Inicia-se com dose de 0,1 mg via oral (se comprimido) ou 5 mcg/dia via nasal (0,05 mL da solução nasal) divididos em duas tomadas ou em dose única à noite, para evitar diurese noturna. Dose habitual em adultos é 0,1 a 0,2 mg 2 a 3 vezes/dia, se comprimido, e 2,5 a 20 mcg/dia, se nasal. Raramente é necessário atingir dose máxima de 1,2 mg (via oral) ou 40 mcg (via nasal).

 

Apresentações Comerciais

DDAVP spray: 1 puff = 10 mcg.

DDAVP solução nasal: 1 mL = 100 mcg.

DDAVP comprimido: 1 comprimido = 0,1 mg ou 0,2 mg.

DDAVP ampola: 1 mL = 4 mcg.

 

Efeitos Adversos

São pouco frequentes. Podem ocorrer cefaleia, náuseas, congestão nasal, rinite, pletora e cólicas abdominais. O uso de doses elevadas pode levar à retenção hídrica, com consequências como hipertensão, hiponatremia e descompensação de insuficiência cardíaca congestiva.

 

Clasificação na Gravidez

Classe C.

 

Monitoração

Após a dose de DDAVP, monitorar volume de diurese por 24 horas, concentração urinária e sódio sérico. Se o paciente estiver consciente, perguntar sobre sede, pois pode ser um preditor sobre o final de ação da última dose do fármaco. Quando o sódio está elevado, indica que o paciente já desidratou e o tratamento provavelmente está atrasado.

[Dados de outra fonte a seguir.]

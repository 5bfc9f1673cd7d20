//! Prompt engine trait and the discriminator-keyed engine factory

use mcpkit_types::{Prompt, PromptResult};
use serde_json::Value;
use std::collections::HashMap;
use std::sync::Arc;

use crate::{EngineResult, InterpolationPromptEngine, PromptError};

/// Turns a prompt definition plus string arguments into a prompt result.
///
/// Engines hold no mutable state between calls; `generate` is pure
/// computation and never suspends.
pub trait PromptEngine: Send + Sync {
    /// Discriminator this engine is registered under
    fn kind(&self) -> &'static str;

    /// Render `prompt` for the target identified by `target_name`
    fn generate(
        &self,
        target_name: &str,
        prompt: &Prompt,
        arguments: Option<&HashMap<String, String>>,
    ) -> EngineResult<PromptResult>;
}

/// Builds an engine from its configuration record
pub type EngineConstructor =
    Arc<dyn Fn(&Value) -> EngineResult<Box<dyn PromptEngine>> + Send + Sync>;

/// Selects a prompt engine implementation by the record's `type` field
#[derive(Clone, Default)]
pub struct PromptEngineFactory {
    constructors: HashMap<String, EngineConstructor>,
}

impl PromptEngineFactory {
    pub fn new() -> Self {
        Self::default()
    }

    /// Factory with every engine shipped by this crate
    pub fn with_defaults() -> Self {
        let mut factory = Self::new();
        factory.register(InterpolationPromptEngine::KIND, |config| {
            Ok(Box::new(InterpolationPromptEngine::from_config(config)?))
        });
        factory
    }

    /// Register (or replace) the constructor for `kind`
    pub fn register<F>(&mut self, kind: impl Into<String>, constructor: F)
    where
        F: Fn(&Value) -> EngineResult<Box<dyn PromptEngine>> + Send + Sync + 'static,
    {
        self.constructors.insert(kind.into(), Arc::new(constructor));
    }

    pub fn has(&self, kind: &str) -> bool {
        self.constructors.contains_key(kind)
    }

    pub fn kinds(&self) -> Vec<&str> {
        let mut kinds: Vec<&str> = self.constructors.keys().map(String::as_str).collect();
        kinds.sort_unstable();
        kinds
    }

    pub fn create(&self, config: &Value) -> EngineResult<Box<dyn PromptEngine>> {
        let kind = config
            .get("type")
            .ok_or_else(|| {
                PromptError::Configuration(
                    "prompt engine configuration must include a 'type'".to_string(),
                )
            })?
            .as_str()
            .ok_or_else(|| {
                PromptError::Configuration("prompt engine 'type' must be a string".to_string())
            })?;

        let constructor = self
            .constructors
            .get(kind)
            .ok_or_else(|| PromptError::UnknownEngineType {
                kind: kind.to_string(),
            })?;

        tracing::debug!(kind, "creating prompt engine");
        constructor(config)
    }
}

Cuidado com hipernatremia em razão de hipovolemia (paciente não tem poliúria), pois o tratamento consiste em hidratar com solução cristaloide, e não fazer DDAVP. Atenção em pacientes hiperhidratados (p.ex., pós-operatório), pois a poliúria pode ser consequência de excesso de cristaloide IV e a monitoração do balanço hídrico pode ajudar a diferenciar. Na reposição de DDAVP, procurar manter menor dose capaz de determinar volume urinário entre 2 e 3 L/24 horas, evitando-se assim intoxicação hídrica, o que será assegurado com a dosagem de sódio sérico normal.

 

Interações Medicamentosas

Há diminuição da resposta ao DDAVP em pacientes fazendo uso de lítio, epinefrina, heparina ou álcool. Clorpropramida, ureia, carbamazepina, clofibrato ou fludrocortisona podem potecializar e/ou prolongar o efeito antidiurético da desmopressina.

Indometacina aumenta magnitude da resposta ao DDAVP, mas não a duração da resposta.

Comentários

Por: Nelson José Silveira de Lima em 19/03/2012 às 22:56:29

"Procedendo uma revisão sobre o tema, tive a satisfação de encontrar no MedicinaNET este caso clínico publicado pelos caros colegas, onde obtive de forma clara, concisa e esclarecedora informações que muito me auxiliaram na orientação diagnóstica e terapêutica de uma paciente com diabetes insipidus nefrogênico de origem medicamentosa. Cumprimentos."